The length of the metallic armor member may be determined to be equal to about a half-wavelength for lower bands (1 ch.-3 ch.) of VHF bands, about one wavelength for higher bands (4 ch.-11 ch.) and about two-four wavelengths for UHF bands. With these bands, surface currents flow on the vehicle body more concentratedly increase the sensitivity in the antenna system.
The prior art antenna systems mainly intended to receive AM band waves meeting the needs of the times. Therefore, the prior art antenna systems for detecting the surface currents on the vehicle body would not obtain good reception characteristics, because the wavelength of broadcast waves to be received is too long for the antenna systems. The inventors aimed at this dependency on the frequency and determined to limit broadcast waves to be received to broadcast waves having frequencies equal to or higher than FM frequency bands (normally, 50 MHz). Thus, the reception of broadcast waves from surface currents on the vehicle body, which was considered to be impossible, can very efficiently be made in accordance with the present invention.
The inventors also aimed at the fact that the high frequency surface currents are distributed on the vehicle body in very different levels. As a location suitable to dispose the vehicle antenna system, the inventors selected one of various vehicle parts where the density of the currents induced by broadcast waves is higher with less noise, such as a side molding, a roof retainer, a front window molding or the like. The antenna means is preferably in the form of an antenna wire or loop antenna.
In order to positively detect the high frequency currents belonging to the aforementioned range of frequency bands, moreover, the antenna means is positioned extending along the marginal edge of the metallic armor member and spaced apart from that marginal edge within a distance represented by:
12×10.sup.-3 C/f (m)
where c is the velocity of light and f is the carrier frequency. If the length of the antenna wire is adjusted depending on the frequency band to be received, the reception can further be improved.
BRIEF DESCRIPTION OF THE DRAWINGS
FIG. 1 illustrates a first embodiment of a vehicle antenna system constructed according to the present invention, which is applied to a side molding.
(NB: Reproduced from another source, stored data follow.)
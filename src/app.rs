//! KPS Portal Frontend App
//!
//! Root component: shared contexts, and the route tree for the viewport
//! (desktop admin or mobile portal) chosen once at startup.

use leptos::prelude::*;
use leptos_router::components::{Outlet, ParentRoute, Redirect, Route, Router, Routes};
use leptos_router::path;
use reactive_stores::Store;

use crate::components::{ClientsPage, ReportsPage, Sidebar};
use crate::config::{self, SettingsContext};
use crate::mobile::PortalRoutes;
use crate::notify::{Notifier, Toaster};
use crate::store::ReportSession;

#[component]
pub fn App() -> impl IntoView {
    // Provide context to all children
    provide_context(SettingsContext::init());
    provide_context(Notifier::new());
    provide_context(Store::new(ReportSession::default()));

    let desktop = config::is_desktop();
    log::info!("[App] Starting in {} layout", if desktop { "desktop" } else { "portal" });

    view! {
        <Router>
            {if desktop {
                view! { <DesktopRoutes /> }.into_any()
            } else {
                view! { <PortalRoutes /> }.into_any()
            }}
            <Toaster />
        </Router>
    }
}

#[component]
fn DesktopRoutes() -> impl IntoView {
    view! {
        <Routes fallback=|| view! { <Redirect path="/admin" /> }>
            <ParentRoute path=path!("/admin") view=DesktopLayout>
                <Route path=path!("/") view=ReportsPage />
                <Route path=path!("/report") view=ReportsPage />
                <Route path=path!("/client") view=ClientsPage />
            </ParentRoute>
        </Routes>
    }
}

/// Sidebar plus the routed page
#[component]
fn DesktopLayout() -> impl IntoView {
    view! {
        <div class="desktop-layout">
            <Sidebar />
            <main class="desktop-content">
                <Outlet />
            </main>
        </div>
    }
}
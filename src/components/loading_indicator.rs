use leptos::prelude::*;

/// Non-blocking spinner shown while a request is in flight
#[component]
pub fn LoadingIndicator(#[prop(into)] when: Signal<bool>) -> impl IntoView {
    view! {
        <Show when=move || when.get()>
            <div class="loading-indicator" aria-busy="true">
                <span class="spinner"></span>
            </div>
        </Show>
    }
}
//! Toast Notifications
//!
//! Short-lived messages shown over the page. Every failure and save
//! confirmation in the UI ends up here.

use std::fmt::Display;

use gloo_timers::callback::Timeout;
use leptos::prelude::*;

/// How long a toast stays visible
const TOAST_MILLIS: u32 = 3_000;

#[derive(Debug, Clone, PartialEq, Eq)]
pub struct Toast {
    pub id: u64,
    pub message: String,
}

/// Toast queue provided at the app root
#[derive(Clone, Copy)]
pub struct Notifier {
    toasts: ReadSignal<Vec<Toast>>,
    set_toasts: WriteSignal<Vec<Toast>>,
    next_id: StoredValue<u64>,
}

impl Notifier {
    pub fn new() -> Self {
        let (toasts, set_toasts) = signal(Vec::new());
        Self {
            toasts,
            set_toasts,
            next_id: StoredValue::new(0),
        }
    }

    pub fn show(&self, message: impl Into<String>) {
        let id = self.next_id.get_value();
        self.next_id.set_value(id + 1);
        let message = message.into();
        log::info!("[Toast] {}", message);
        self.set_toasts.update(|t| t.push(Toast { id, message }));

        let set_toasts = self.set_toasts;
        // Outlives the caller; the queue entry is removed by id
        let _ = Timeout::new(TOAST_MILLIS, move || {
            set_toasts.try_update(|t| t.retain(|toast| toast.id != id));
        })
        .forget();
    }

    /// Log the failure and show it
    pub fn error(&self, context: &str, error: &impl Display) {
        log::warn!("[{}] {}", context, error);
        self.show(error.to_string());
    }

    pub fn dismiss(&self, id: u64) {
        self.set_toasts.update(|t| t.retain(|toast| toast.id != id));
    }
}

pub fn use_notifier() -> Notifier {
    expect_context::<Notifier>()
}

/// Renders the current toasts; mount once near the root
#[component]
pub fn Toaster() -> impl IntoView {
    let notifier = use_notifier();

    view! {
        <div class="toaster" role="status">
            <For
                each=move || notifier.toasts.get()
                key=|toast| toast.id
                children=move |toast| {
                    let id = toast.id;
                    view! {
                        <div class="toast" on:click=move |_| notifier.dismiss(id)>
                            {toast.message}
                        </div>
                    }
                }
            />
        </div>
    }
}
//! Client Commands
//!
//! Client lookup by email and report creation.

use serde::Serialize;

use super::post;
use crate::error::{ApiError, ApiResult};
use crate::models::ClientMatch;

#[derive(Serialize)]
struct SearchClientArgs<'a> {
    client_email: &'a str,
}

/// Creates the report (and the client, if new)
#[derive(Debug, Clone, PartialEq, Serialize)]
pub struct SaveClientArgs {
    pub client_name: String,
    pub client_email: String,
    pub client_cell: String,
    pub client_address: String,
    pub user_id: String,
    /// `YYYY-MM-DD`
    pub report_date: String,
    pub form_inspection: bool,
    pub form_fumigation: bool,
}

pub async fn search_client(email: &str) -> ApiResult<Option<ClientMatch>> {
    let envelope = post::<_, Vec<ClientMatch>>("search_client", &SearchClientArgs { client_email: email }, "Client lookup failed.").await?;
    Ok(envelope.data.unwrap_or_default().into_iter().next())
}

/// Start a report; returns the new report id
pub async fn save_client(args: &SaveClientArgs) -> ApiResult<String> {
    post::<_, serde_json::Value>("save_client", args, "Error starting report.")
        .await?
        .report_id
        .filter(|id| !id.is_empty())
        .ok_or_else(|| ApiError::Decode("save_client returned no report_id".to_string()))
}
//! Operator Step
//!
//! First wizard step. The PCO number is looked up as the operator types;
//! a known operator's name and cell are filled in.

use leptos::prelude::*;
use leptos::task::spawn_local;

use crate::api;
use crate::components::LoadingIndicator;
use crate::context::WizardContext;
use crate::debounce::use_debounced_lookup;
use crate::forms::OperatorDraft;
use crate::notify::use_notifier;
use crate::store::{store_set_operator, use_session, ReportSessionStoreFields};

#[component]
pub fn OperatorStep() -> impl IntoView {
    let wizard = expect_context::<WizardContext>();
    let session = use_session();
    let notifier = use_notifier();

    // Returning to this step shows the operator already confirmed
    let initial = session
        .operator()
        .get_untracked()
        .map(|o| OperatorDraft {
            cpo: o.cpo_no,
            name: o.username,
            cell: o.user_cell,
        })
        .unwrap_or_default();
    let (draft, set_draft) = signal(initial);
    let (loading, set_loading) = signal(false);

    let cpo = Memo::new(move |_| draft.with(|d| d.cpo.clone()));
    use_debounced_lookup(
        cpo.into(),
        |cpo| async move { api::search_user(&cpo).await },
        move |found| set_draft.update(|d| d.apply_match(found)),
        set_loading,
    );

    let on_submit = move |ev: web_sys::SubmitEvent| {
        ev.prevent_default();
        if loading.get_untracked() {
            return;
        }
        let args = match draft.with_untracked(OperatorDraft::validate) {
            Ok(args) => args,
            Err(e) => {
                notifier.show(e.to_string());
                return;
            }
        };

        set_loading.set(true);
        spawn_local(async move {
            match api::save_user(&args).await {
                Ok(operator) => {
                    log::info!("[Operator] Saved operator {}", operator.cpo_no);
                    store_set_operator(&session, operator);
                    set_loading.set(false);
                    set_draft.set(OperatorDraft::default());
                    wizard.advance();
                }
                Err(e) => {
                    set_loading.set(false);
                    notifier.error("Operator", &e);
                }
            }
        });
    };

    view! {
        <form class="step-form" on:submit=on_submit>
            <h2>"Operator Info"</h2>
            <label class="field">
                <span>"PCO number"</span>
                <input
                    type="text"
                    inputmode="numeric"
                    placeholder="PCO number"
                    prop:value=move || draft.with(|d| d.cpo.clone())
                    on:input=move |ev| {
                        let value = event_target_value(&ev);
                        set_draft.update(|d| d.cpo = value);
                    }
                />
            </label>
            <label class="field">
                <span>"Name"</span>
                <input
                    type="text"
                    placeholder="Full name"
                    prop:value=move || draft.with(|d| d.name.clone())
                    on:input=move |ev| {
                        let value = event_target_value(&ev);
                        set_draft.update(|d| d.name = value);
                    }
                />
            </label>
            <label class="field">
                <span>"Contact number"</span>
                <input
                    type="tel"
                    placeholder="Cell number"
                    prop:value=move || draft.with(|d| d.cell.clone())
                    on:input=move |ev| {
                        let value = event_target_value(&ev);
                        set_draft.update(|d| d.cell = value);
                    }
                />
            </label>
            <LoadingIndicator when=loading />
            <button type="submit" class="primary-btn" disabled=move || loading.get()>
                "Next"
            </button>
        </form>
    }
}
FIG. 2 is a perspective view of the antenna wire arranged along the side molding.
FIG. 3 illustrates the connection of the antenna wire with a coaxial cable.
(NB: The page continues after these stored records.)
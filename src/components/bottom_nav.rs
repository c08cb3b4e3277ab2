//! Bottom Navigation Component

use leptos::prelude::*;
use leptos_router::components::A;
use leptos_router::hooks::use_location;

/// Portal tab for a path; `/portal` itself is the form
pub fn portal_tab(path: &str) -> Option<&'static str> {
    match path.trim_end_matches('/') {
        "" | "/portal" | "/portal/form" => Some("/portal/form"),
        "/portal/report" => Some("/portal/report"),
        "/portal/client" => Some("/portal/client"),
        _ => None,
    }
}

const TABS: &[(&str, &str, &str)] = &[
    ("/portal/form", "📝", "Form"),
    ("/portal/report", "📄", "Reports"),
    ("/portal/client", "👥", "Clients"),
];

#[component]
pub fn BottomNav() -> impl IntoView {
    let location = use_location();
    let active = move || portal_tab(&location.pathname.get());

    view! {
        <nav class="bottom-nav">
            {TABS.iter().map(|(href, icon, label)| {
                let href = *href;
                view! {
                    <A
                        href=href
                        attr:class=move || if active() == Some(href) { "bottom-nav-item active" } else { "bottom-nav-item" }
                    >
                        <div class="bottom-nav-icon">{*icon}</div>
                        <div class="bottom-nav-label">{*label}</div>
                    </A>
                }
            }).collect_view()}
        </nav>
    }
}

#[cfg(test)]
mod tests {
    use super::*;

    #[test]
    fn test_portal_root_counts_as_form() {
        assert_eq!(portal_tab("/portal"), Some("/portal/form"));
        assert_eq!(portal_tab("/portal/form/"), Some("/portal/form"));
        assert_eq!(portal_tab("/portal/report"), Some("/portal/report"));
        assert_eq!(portal_tab("/admin"), None);
    }
}
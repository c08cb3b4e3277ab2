//! Top Navigation Component
//!
//! Portal header with the page title, dark-mode toggle and a menu.

use leptos::prelude::*;
use leptos_router::components::A;

use crate::config::SettingsContext;

#[component]
pub fn TopNav() -> impl IntoView {
    let settings = expect_context::<SettingsContext>();
    let (menu_open, set_menu_open) = signal(false);

    let dark = move || settings.settings.get().dark_mode;

    view! {
        <header class="top-nav">
            <span class="top-nav-title">"KPS Portal"</span>
            <div class="top-nav-controls">
                <button
                    type="button"
                    class="icon-btn"
                    title=move || if dark() { "Light mode" } else { "Dark mode" }
                    on:click=move |_| settings.toggle_dark_mode()
                >
                    {move || if dark() { "☀" } else { "☾" }}
                </button>
                <button
                    type="button"
                    class=move || if menu_open.get() { "icon-btn active" } else { "icon-btn" }
                    aria-label="Menu"
                    on:click=move |_| set_menu_open.update(|v| *v = !*v)
                >
                    "☰"
                </button>
            </div>
            <Show when=move || menu_open.get()>
                <nav class="top-nav-menu" on:click=move |_| set_menu_open.set(false)>
                    <A href="/portal/form">"New report"</A>
                    <A href="/portal/report">"Reports"</A>
                    <A href="/portal/client">"Clients"</A>
                </nav>
            </Show>
        </header>
    }
}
FIG. 4 is a graph showing the characteristics of receiving sensitivity in the first embodiment.
FIG. 5 illustrates a second embodiment of a vehicle antenna system constructed according to the present invention, which is applied to a side molding.
FIG. 6 illustrates the mounting of the antenna system shown in FIG. 5.
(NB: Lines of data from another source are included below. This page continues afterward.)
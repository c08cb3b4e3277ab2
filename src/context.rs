//! Application Context
//!
//! Wizard navigation shared via the Leptos Context API.

use leptos::prelude::*;

use crate::error::WizardError;
use crate::history::BrowserHistory;
use crate::wizard::{Sections, Step, WizardController};

/// Wizard handle provided to every step view.
///
/// The controller itself is not reactive; each transition copies the current
/// step and position into signals the views can track.
#[derive(Clone, Copy)]
pub struct WizardContext {
    controller: StoredValue<WizardController<BrowserHistory>, LocalStorage>,
    /// Step being shown - read
    pub step: ReadSignal<Step>,
    /// Step being shown - write
    set_step: WriteSignal<Step>,
    /// (index, total steps) - read
    pub position: ReadSignal<(usize, usize)>,
    /// (index, total steps) - write
    set_position: WriteSignal<(usize, usize)>,
}

impl WizardContext {
    pub fn new() -> Self {
        let controller = WizardController::new(BrowserHistory::new());
        let (step, set_step) = signal(controller.current());
        let (position, set_position) = signal((controller.index(), controller.steps().len()));
        Self {
            controller: StoredValue::new_local(controller),
            step,
            set_step,
            position,
            set_position,
        }
    }

    fn transition(&self, f: impl FnOnce(&mut WizardController<BrowserHistory>)) {
        let snapshot = self.controller.try_update_value(|c| {
            f(c);
            (c.current(), c.index(), c.steps().len())
        });
        if let Some((step, index, total)) = snapshot {
            log::debug!("[Wizard] Step {}/{}: {:?}", index + 1, total, step);
            self.set_step.set(step);
            self.set_position.set((index, total));
        }
    }

    /// Called by a step after its backend write succeeded
    pub fn advance(&self) {
        self.transition(|c| c.advance());
    }

    pub fn retreat(&self) {
        self.transition(|c| c.retreat());
    }

    pub fn jump_to(&self, index: usize) {
        self.transition(|c| c.jump_to(index));
    }

    /// Fix the remaining steps once the report sections are known
    pub fn apply_sections(&self, sections: Sections) -> Result<(), WizardError> {
        let mut result = Ok(());
        self.transition(|c| result = c.apply_sections(sections));
        result
    }

    /// Platform back action
    pub fn on_history_pop(&self, state: Option<usize>) {
        self.transition(|c| c.on_history_pop(state));
    }
}
//! Portal (Mobile) Layout
//!
//! Field-operator routes: the report wizard plus the report and client lists,
//! framed by a top bar and a bottom tab bar.

use leptos::prelude::*;
use leptos_router::components::{Outlet, ParentRoute, Redirect, Route, Routes};
use leptos_router::path;

use crate::components::{BottomNav, ClientsPage, ReportForm, ReportsPage, TopNav};

#[component]
pub fn PortalRoutes() -> impl IntoView {
    view! {
        <Routes fallback=|| view! { <Redirect path="/portal/form" /> }>
            <Route path=path!("/") view=|| view! { <Redirect path="/portal/form" /> } />
            <ParentRoute path=path!("/portal") view=PortalLayout>
                <Route path=path!("/") view=|| view! { <Redirect path="/portal/form" /> } />
                <Route path=path!("/form") view=ReportForm />
                <Route path=path!("/report") view=ReportsPage />
                <Route path=path!("/client") view=ClientsPage />
            </ParentRoute>
        </Routes>
    }
}

#[component]
fn PortalLayout() -> impl IntoView {
    view! {
        <div class="portal-layout" style="display: flex; flex-direction: column; min-height: 100vh;">
            <TopNav />
            // Main content area
            <main class="portal-content" style="flex: 1; overflow-y: auto; padding-bottom: 70px;">
                <Outlet />
            </main>
            <BottomNav />
        </div>
    }
}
FIG. 7 illustrates a third embodiment of a vehicle antenna system constructed according to the present invention, which is applied to a side molding.
FIG. 8 illustrates surface currents I induced on a vehicle body B by external waves W.
FIG. 9 illustrates a probe and its processing circuit used to determine the distribution of surface currents on the vehicle body.
FIG. 10 illustrates the electromagnetic coupling between the surface currents I and a pickup loop antenna.
FIG. 11 illustrates the directional pattern of the loop antenna shown in FIG. 10.
FIG. 12 illustrates the distribution of surface current intensity on the vehicle body.
FIG. 13 illustrates the orientation of surface currents on the vehicle body.
DESCRIPTION OF PREFERRED EMBODIMENTS
Referring first to FIGS. 8 through 10, there will be described a process of measuring the distribution of high frequency currents on the vehicle body and determining a location at which an antenna system according to the present invention can most efficiently receive broadcast waves, prior to the detailed description of preferred embodiments of the present invention.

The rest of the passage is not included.